On the modeling of metabolic products distribution during fermentative hydrogen production
Multi-scale and/or multi-disciplinary approach to process-product innovation
Analysis of Energy Issues (T3-3a)
Keywords: ADM1, fermentation, hydrogen, metabolic products, modeling
Hariklia N. Gavala1,2,3*, Ioannis V. Skiadas1,2,3 and Gerasimos Lyberatos1,2
1Department of Chemical Engineering, University of Patras, Karatheodori 1 st., 26500 Patras, Greece
2Institute of Chemical Engineering and High Temperature Chemical Processes, 26504 Patras, Greece.
3Present address: Bioprocess Science and Technology group, Biocentrum-DTU, building 227, Technical University of Denmark, 2800 Lyngby, Denmark
*e-mail: hng@biocentrum.dtu.dk, gavala@chemeng.upatras.gr
Renewable energy sources have received great interest from the international community during the last decades. Biomass is one of the oldest and the most promising energy sources and nowadays, it provides approximately 14% of the global energy needs. There are several conversion technologies for the energy exploitation of biomass, that is, direct combustion, gasification, pyrolysis, and biological treatment. During biological treatment, biomass can be converted to fuels, such as ethanol, methanol, methane and hydrogen, which was recently characterized as the fuel of the future. Hydrogen is a clean and environmentally friendly fuel, which is converted to water instead of greenhouse gases when combusted and it possesses a high-energy yield (122 kJ/g). Furthermore, hydrogen could be directly used to produce electricity through fuel cells. Biological fermentative hydrogen production, one of the several ways to produce hydrogen, has received special attention during the last decade. Carbohydrates are the main source of hydrogen during fermentative processes and therefore wastes/wastewater or agricultural residues rich in carbohydrates can be considered as potential sources of hydrogen. Fermentation of sugars is accompanied by the production of hydrogen and various metabolic products, mainly volatile fatty acids (acetic, propionic and butyric acids), lactic acid and ethanol. The hydrogen yield varies proportionally to the final metabolic products. Production of acetic and butyric acids favors production of hydrogen, with the fermentation to acetic acid giving the highest theoretical yield of 4mol H2/mol hexose, while low H2 yields are associated with more reduced end products, i.e. propionic and lactic acids and ethanol. Hydrogen partial pressure, pH and substrate concentration are the main macroscopic factors influencing the distribution of metabolic products and consequently hydrogen yield. In fact, hydrogen yield depends on the ratio of the intracellular reduced and oxidized form of coenzymes, i.e. NAD, which transfer the electron produced and/or consumed during the biochemical reactions.

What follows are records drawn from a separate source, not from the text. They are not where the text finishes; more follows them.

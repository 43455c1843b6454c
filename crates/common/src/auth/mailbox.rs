//! In-process delivery of OAuth redirect results.
//!
//! The loopback callback page posts what it received here; a login attempt
//! listens for it. A listener unregisters itself when dropped, so an attempt
//! that ends for any reason leaves no listener behind.

use std::sync::Arc;

use parking_lot::Mutex;
use tokio::sync::mpsc;
use tracing::debug;

/// What the provider redirected back with.
#[derive(Debug, Clone, PartialEq, Eq)]
pub enum CallbackMessage {
    AuthCode { code: String, state: Option<String> },
    /// The user declined consent or the provider refused the request.
    AuthError { error: String, description: Option<String>, state: Option<String> },
}

impl CallbackMessage {
    #[must_use]
    pub fn state(&self) -> Option<&str> {
        match self {
            Self::AuthCode { state, .. } | Self::AuthError { state, .. } => state.as_deref(),
        }
    }
}

#[derive(Default)]
struct MailboxInner {
    next_id: u64,
    listeners: Vec<(u64, mpsc::UnboundedSender<CallbackMessage>)>,
}

/// Fan-out point between the callback server and pending login attempts.
#[derive(Clone, Default)]
pub struct CallbackMailbox {
    inner: Arc<Mutex<MailboxInner>>,
}

impl CallbackMailbox {
    #[must_use]
    pub fn new() -> Self {
        Self::default()
    }

    /// Deliver `message` to every registered listener; returns how many
    /// received it.
    pub fn post(&self, message: CallbackMessage) -> usize {
        let inner = self.inner.lock();
        let delivered =
            inner.listeners.iter().filter(|(_, tx)| tx.send(message.clone()).is_ok()).count();
        debug!(delivered, "Callback message posted");
        delivered
    }

    #[must_use]
    pub fn listen(&self) -> CallbackListener {
        let (tx, rx) = mpsc::unbounded_channel();
        let id = {
            let mut inner = self.inner.lock();
            inner.next_id += 1;
            let id = inner.next_id;
            inner.listeners.push((id, tx));
            id
        };
        CallbackListener { id, mailbox: self.clone(), receiver: rx }
    }

    #[must_use]
    pub fn listener_count(&self) -> usize {
        self.inner.lock().listeners.len()
    }

    fn unregister(&self, id: u64) {
        self.inner.lock().listeners.retain(|(listener_id, _)| *listener_id != id);
    }
}

impl std::fmt::Debug for CallbackMailbox {
    fn fmt(&self, f: &mut std::fmt::Formatter<'_>) -> std::fmt::Result {
        f.debug_struct("CallbackMailbox").field("listeners", &self.listener_count()).finish()
    }
}

/// Registration on a [`CallbackMailbox`]; removed on drop.
pub struct CallbackListener {
    id: u64,
    mailbox: CallbackMailbox,
    receiver: mpsc::UnboundedReceiver<CallbackMessage>,
}

impl CallbackListener {
    pub async fn recv(&mut self) -> Option<CallbackMessage> {
        self.receiver.recv().await
    }
}

impl Drop for CallbackListener {
    fn drop(&mut self) {
        self.mailbox.unregister(self.id);
    }
}
//! Consent page shown in the system browser.
//!
//! A browser tab is not a window this process owns: it cannot be sized,
//! observed, or closed from here. The popup geometry is only logged, and the
//! handle reports closed once the coordinator has closed it. A user who
//! abandons the tab is caught by the login timeout.

use std::sync::atomic::{AtomicBool, Ordering};

use talkreport_common::auth::{ConsentWindow, PopupHandle, PopupRequest};
use tracing::{debug, info, warn};

type Opener = dyn Fn(&str) -> std::io::Result<()> + Send + Sync;

/// [`ConsentWindow`] that hands the consent URL to the default browser.
pub struct BrowserConsentWindow {
    opener: Box<Opener>,
}

impl BrowserConsentWindow {
    pub fn new() -> Self {
        Self::with_opener(|url| open::that(url))
    }

    /// Use `opener` instead of the system browser.
    pub fn with_opener(opener: impl Fn(&str) -> std::io::Result<()> + Send + Sync + 'static) -> Self {
        Self { opener: Box::new(opener) }
    }
}

impl Default for BrowserConsentWindow {
    fn default() -> Self {
        Self::new()
    }
}

impl ConsentWindow for BrowserConsentWindow {
    fn open(&self, request: &PopupRequest) -> Option<Box<dyn PopupHandle>> {
        debug!(
            name = %request.name,
            width = request.width,
            height = request.height,
            left = request.left,
            top = request.top,
            "Opening consent page"
        );
        match (self.opener)(&request.url) {
            Ok(()) => {
                info!("Consent page opened in the browser");
                Some(Box::new(BrowserTab::default()))
            }
            Err(err) => {
                warn!(error = %err, "Could not open the browser");
                None
            }
        }
    }
}

#[derive(Default)]
struct BrowserTab {
    closed: AtomicBool,
}

impl PopupHandle for BrowserTab {
    fn is_closed(&self) -> bool {
        self.closed.load(Ordering::SeqCst)
    }

    fn close(&self) {
        self.closed.store(true, Ordering::SeqCst);
    }
}
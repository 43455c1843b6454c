//! KakaoTalk integration: OAuth wiring, the loopback callback page, the
//! consent window, and the "send to me" memo endpoint.

mod callback_server;
mod consent_window;
mod oauth;
mod talk_client;

pub use callback_server::KakaoCallbackServer;
pub use consent_window::BrowserConsentWindow;
pub use oauth::{flow_settings, oauth_config};
pub use talk_client::KakaoTalkClient;
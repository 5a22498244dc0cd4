//! Login and registration page

use crate::state::Session;
use crate::users::UserDb;
use serde::Serialize;
use tracing::info;

/// Form and status fields of the login/register page
///
/// Passwords are held only until the next click and never serialized.
#[derive(Clone, Default, Serialize)]
pub struct LoginPageState {
    /// Registration username
    pub reg_username: String,
    /// Registration password
    #[serde(skip_serializing)]
    pub reg_password: String,
    /// Optional JSON settings supplied at registration
    pub reg_agent_settings: String,
    /// Outcome of the last registration attempt
    pub registration_status: String,

    /// Login username
    pub login_username: String,
    /// Login password
    #[serde(skip_serializing)]
    pub login_password: String,
    /// Outcome of the last login attempt
    pub login_status: String,
}

impl std::fmt::Debug for LoginPageState {
    fn fmt(&self, f: &mut std::fmt::Formatter<'_>) -> std::fmt::Result {
        f.debug_struct("LoginPageState")
            .field("reg_username", &self.reg_username)
            .field("registration_status", &self.registration_status)
            .field("login_username", &self.login_username)
            .field("login_status", &self.login_status)
            .finish_non_exhaustive()
    }
}

/// "Register" button
pub async fn on_register_click(page: &mut LoginPageState, db: &UserDb) {
    if page.reg_username.is_empty() || page.reg_password.is_empty() {
        page.registration_status = "Username and password are required.".to_string();
        return;
    }

    let agent_settings = page.reg_agent_settings.trim();
    if !agent_settings.is_empty()
        && serde_json::from_str::<serde_json::Value>(agent_settings).is_err()
    {
        page.registration_status = "Agent settings must be valid JSON.".to_string();
        return;
    }
    let agent_settings = (!agent_settings.is_empty()).then_some(agent_settings);

    if db
        .create_user(&page.reg_username, &page.reg_password, agent_settings)
        .await
    {
        page.registration_status = format!(
            "User '{}' created successfully! You can now log in.",
            page.reg_username
        );
        page.reg_username.clear();
        page.reg_password.clear();
        page.reg_agent_settings.clear();
    } else {
        page.registration_status = format!(
            "Failed to create user '{}'. Username might already exist.",
            page.reg_username
        );
    }
}

/// "Login" button
///
/// Returns true when the session is now logged in.
pub async fn on_login_click(session: &mut Session, db: &UserDb) -> bool {
    let page = &mut session.login_page;
    if page.login_username.is_empty() || page.login_password.is_empty() {
        page.login_status = "Username and password are required.".to_string();
        return false;
    }

    if db
        .verify_password(&page.login_username, &page.login_password)
        .await
    {
        let username = std::mem::take(&mut page.login_username);
        page.login_password.clear();
        page.login_status = "Login successful!".to_string();

        session.agent_settings = db.get_agent_settings(&username).await.unwrap_or_default();
        session.settings_page.current_settings_text.clear();
        info!(username = %username, "User logged in");
        session.current_username = username;
        true
    } else {
        page.login_status = "Login failed. Please check your username and password.".to_string();
        session.current_username.clear();
        session.agent_settings.clear();
        false
    }
}

/// Forget the logged-in user and all page state
pub fn logout(session: &mut Session) {
    if session.is_logged_in() {
        info!(username = %session.current_username, "User logged out");
    }
    session.current_username.clear();
    session.agent_settings.clear();
    session.login_page = LoginPageState::default();
    session.settings_page = Default::default();
    session.agent_dialog = Default::default();
}
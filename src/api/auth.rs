//! Session and login page API handlers

use crate::api::utils::{require_session, session_id_from_headers, MessageResponse, RouterState};
use crate::error::AppError;
use crate::pages::login::{self as login_page, LoginPageState};
use axum::{extract::State, http::HeaderMap, http::StatusCode, response::Json};
use serde::{Deserialize, Serialize};
use tracing::info;

/// Newly issued session
#[derive(Debug, Serialize)]
pub struct SessionResponse {
    /// Value for the `x-session-id` header
    pub session_id: String,
}

/// Login page as seen by the browser
#[derive(Debug, Serialize)]
pub struct LoginPageResponse {
    /// Page fields and status messages
    pub login_page: LoginPageState,
    /// Logged-in username, empty when anonymous
    pub current_username: String,
}

/// Registration form submission
#[derive(Deserialize)]
pub struct RegisterRequest {
    /// Desired username
    pub username: String,
    /// Password
    pub password: String,
    /// Optional JSON agent settings
    #[serde(default)]
    pub agent_settings: Option<String>,
}

/// Login form submission
#[derive(Deserialize)]
pub struct LoginRequest {
    /// Username
    pub username: String,
    /// Password
    pub password: String,
}

/// Result of a login attempt
#[derive(Debug, Serialize)]
pub struct LoginResponse {
    /// Whether the session is now logged in
    pub success: bool,
    /// Page fields and status messages
    pub login_page: LoginPageState,
    /// Logged-in username, empty on failure
    pub current_username: String,
}

/// POST /api/sessions - Issue a new anonymous session
pub async fn create_session(
    State((app_state, _, _)): State<RouterState>,
) -> (StatusCode, Json<SessionResponse>) {
    let session_id = app_state.write().await.create_session();
    info!(session_id = %session_id, "Session created");
    (StatusCode::CREATED, Json(SessionResponse { session_id }))
}

/// DELETE /api/sessions/current - Drop the caller's session
pub async fn delete_session(
    State((app_state, _, _)): State<RouterState>,
    headers: HeaderMap,
) -> Result<Json<MessageResponse>, AppError> {
    let id = session_id_from_headers(&headers)?;
    if !app_state.write().await.remove_session(&id) {
        return Err(AppError::SessionNotFound(id));
    }
    Ok(Json(MessageResponse::ok("Session closed")))
}

/// GET /api/login - Current login page state
pub async fn get_login_page(
    State((app_state, _, _)): State<RouterState>,
    headers: HeaderMap,
) -> Result<Json<LoginPageResponse>, AppError> {
    let (_, session) = require_session(&app_state, &headers).await?;
    let session = session.lock().await;
    Ok(Json(LoginPageResponse {
        login_page: session.login_page.clone(),
        current_username: session.current_username.clone(),
    }))
}

/// POST /api/register - Fill the registration form and click "Register"
pub async fn register(
    State((app_state, db, _)): State<RouterState>,
    headers: HeaderMap,
    Json(request): Json<RegisterRequest>,
) -> Result<Json<LoginPageResponse>, AppError> {
    let (_, session) = require_session(&app_state, &headers).await?;
    let mut session = session.lock().await;

    let page = &mut session.login_page;
    page.reg_username = request.username;
    page.reg_password = request.password;
    page.reg_agent_settings = request.agent_settings.unwrap_or_default();
    login_page::on_register_click(page, &db).await;
    // Never keep a rejected password around
    page.reg_password.clear();

    Ok(Json(LoginPageResponse {
        login_page: session.login_page.clone(),
        current_username: session.current_username.clone(),
    }))
}

/// POST /api/login - Fill the login form and click "Login"
pub async fn login(
    State((app_state, db, _)): State<RouterState>,
    headers: HeaderMap,
    Json(request): Json<LoginRequest>,
) -> Result<Json<LoginResponse>, AppError> {
    let (_, session) = require_session(&app_state, &headers).await?;
    let mut session = session.lock().await;

    session.login_page.login_username = request.username;
    session.login_page.login_password = request.password;
    let success = login_page::on_login_click(&mut session, &db).await;
    session.login_page.login_password.clear();

    Ok(Json(LoginResponse {
        success,
        login_page: session.login_page.clone(),
        current_username: session.current_username.clone(),
    }))
}

/// POST /api/logout - Forget the logged-in user
pub async fn logout(
    State((app_state, _, _)): State<RouterState>,
    headers: HeaderMap,
) -> Result<Json<MessageResponse>, AppError> {
    let (_, session) = require_session(&app_state, &headers).await?;
    login_page::logout(&mut *session.lock().await);
    Ok(Json(MessageResponse::ok("Logged out")))
}
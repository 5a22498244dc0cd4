//! User data model
//!
//! Defines the single persisted entity: a registered user account.

use serde::Serialize;
use sqlx::FromRow;

/// A registered user
///
/// `password_hash` holds a bcrypt digest and is never serialized.
#[derive(Debug, Clone, Serialize, FromRow)]
pub struct User {
    /// Auto-incrementing identity
    pub id: i64,
    /// Unique login name
    pub username: String,
    /// bcrypt digest of the password
    #[serde(skip_serializing)]
    pub password_hash: String,
    /// Opaque JSON preferences (may be NULL)
    pub agent_settings: Option<String>,
}
//! Agent cards
//!
//! A remote agent describes itself with a JSON card served from
//! `/.well-known/agent.json` under its address.

use async_trait::async_trait;
use serde::{Deserialize, Serialize};
use std::time::Duration;
use thiserror::Error;

/// Path of the self-describing card, relative to the agent's address
pub const AGENT_CARD_PATH: &str = "/.well-known/agent.json";

/// Organization that publishes an agent
#[derive(Debug, Clone, Default, PartialEq, Serialize, Deserialize)]
pub struct AgentProvider {
    /// Organization name
    pub organization: String,
    /// Optional homepage
    #[serde(default, skip_serializing_if = "Option::is_none")]
    pub url: Option<String>,
}

/// Optional protocol features supported by an agent
#[derive(Debug, Clone, Default, PartialEq, Serialize, Deserialize)]
#[serde(rename_all = "camelCase")]
pub struct AgentCapabilities {
    /// Streaming responses
    #[serde(default)]
    pub streaming: bool,
    /// Push notifications
    #[serde(default)]
    pub push_notifications: bool,
}

/// Self-description of a remote agent
#[derive(Debug, Clone, Default, PartialEq, Serialize, Deserialize)]
#[serde(rename_all = "camelCase")]
pub struct AgentCard {
    /// Display name
    pub name: String,
    /// Human-readable description
    #[serde(default)]
    pub description: Option<String>,
    /// Address the agent is served from
    #[serde(default)]
    pub url: Option<String>,
    /// Publishing organization
    #[serde(default)]
    pub provider: Option<AgentProvider>,
    /// Agent version
    #[serde(default)]
    pub version: Option<String>,
    /// Default accepted input MIME types
    #[serde(default)]
    pub default_input_modes: Vec<String>,
    /// Default produced output MIME types
    #[serde(default)]
    pub default_output_modes: Vec<String>,
    /// Supported capabilities
    #[serde(default)]
    pub capabilities: AgentCapabilities,
}

/// Errors raised while fetching an agent card
#[derive(Error, Debug)]
pub enum AgentCardError {
    /// Address was empty
    #[error("Agent address is empty")]
    EmptyAddress,

    /// Request could not be sent or completed
    #[error("Failed to reach agent at {url}: {source}")]
    Http {
        /// Card URL
        url: String,
        /// Underlying transport error
        #[source]
        source: reqwest::Error,
    },

    /// Agent answered with a non-success status
    #[error("Agent at {url} returned status {status}")]
    Status {
        /// Card URL
        url: String,
        /// HTTP status code
        status: u16,
    },

    /// Body was not a valid agent card
    #[error("Invalid agent card from {url}: {message}")]
    InvalidCard {
        /// Card URL
        url: String,
        /// Parse error
        message: String,
    },
}

/// Build the card URL for an agent address
///
/// Accepts bare `host:port` addresses as well as full URLs.
pub fn agent_card_url(address: &str) -> Result<String, AgentCardError> {
    let address = address.trim();
    if address.is_empty() {
        return Err(AgentCardError::EmptyAddress);
    }

    let base = if address.starts_with("http://") || address.starts_with("https://") {
        address.to_string()
    } else {
        format!("http://{}", address)
    };

    Ok(format!("{}{}", base.trim_end_matches('/'), AGENT_CARD_PATH))
}

/// Anything that can resolve an address to an agent card
#[async_trait]
pub trait AgentCardSource: Send + Sync {
    /// Fetch the card of the agent served at `address`
    async fn fetch_card(&self, address: &str) -> Result<AgentCard, AgentCardError>;
}

/// Resolves agent cards over HTTP
#[derive(Debug, Clone)]
pub struct HttpAgentCardResolver {
    client: reqwest::Client,
    timeout: Duration,
}

impl HttpAgentCardResolver {
    /// Create a resolver sharing the given HTTP client
    pub fn new(client: reqwest::Client, timeout_secs: u64) -> Self {
        Self {
            client,
            timeout: Duration::from_secs(timeout_secs),
        }
    }
}

#[async_trait]
impl AgentCardSource for HttpAgentCardResolver {
    async fn fetch_card(&self, address: &str) -> Result<AgentCard, AgentCardError> {
        let url = agent_card_url(address)?;
        tracing::debug!(url = %url, "Fetching agent card");

        let response = self
            .client
            .get(&url)
            .timeout(self.timeout)
            .send()
            .await
            .map_err(|source| AgentCardError::Http {
                url: url.clone(),
                source,
            })?;

        let status = response.status();
        if !status.is_success() {
            return Err(AgentCardError::Status {
                url,
                status: status.as_u16(),
            });
        }

        let body = response
            .text()
            .await
            .map_err(|source| AgentCardError::Http {
                url: url.clone(),
                source,
            })?;

        serde_json::from_str(&body).map_err(|e| AgentCardError::InvalidCard {
            url,
            message: e.to_string(),
        })
    }
}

In the present study a mathematical model has been developed able to predict the distribution of the various metabolic products depending on the ratio of reduced to oxidized NAD. Glucose was chosen as sugars representative, model compound and the products distribution among acetic, propionic, butyric and lactic acids and ethanol as well as hydrogen production was studied at different values of pH and loading rate. The novelty of the present study lies on the fact that the model allows the yield of metabolic products to vary depending on the microbial growth conditions and it was developed using the same platform as the Anaerobic Digestion Modeling No1 (ADM1). In addition, this modeling approach can be applied not only in hydrogen production area but also in maximizing the production of other important metabolites as well, i.e. lactic acid and ethanol.
Presented Monday 17, 15:40 to 16:00, in session Analysis of Energy Issues (T3-3a).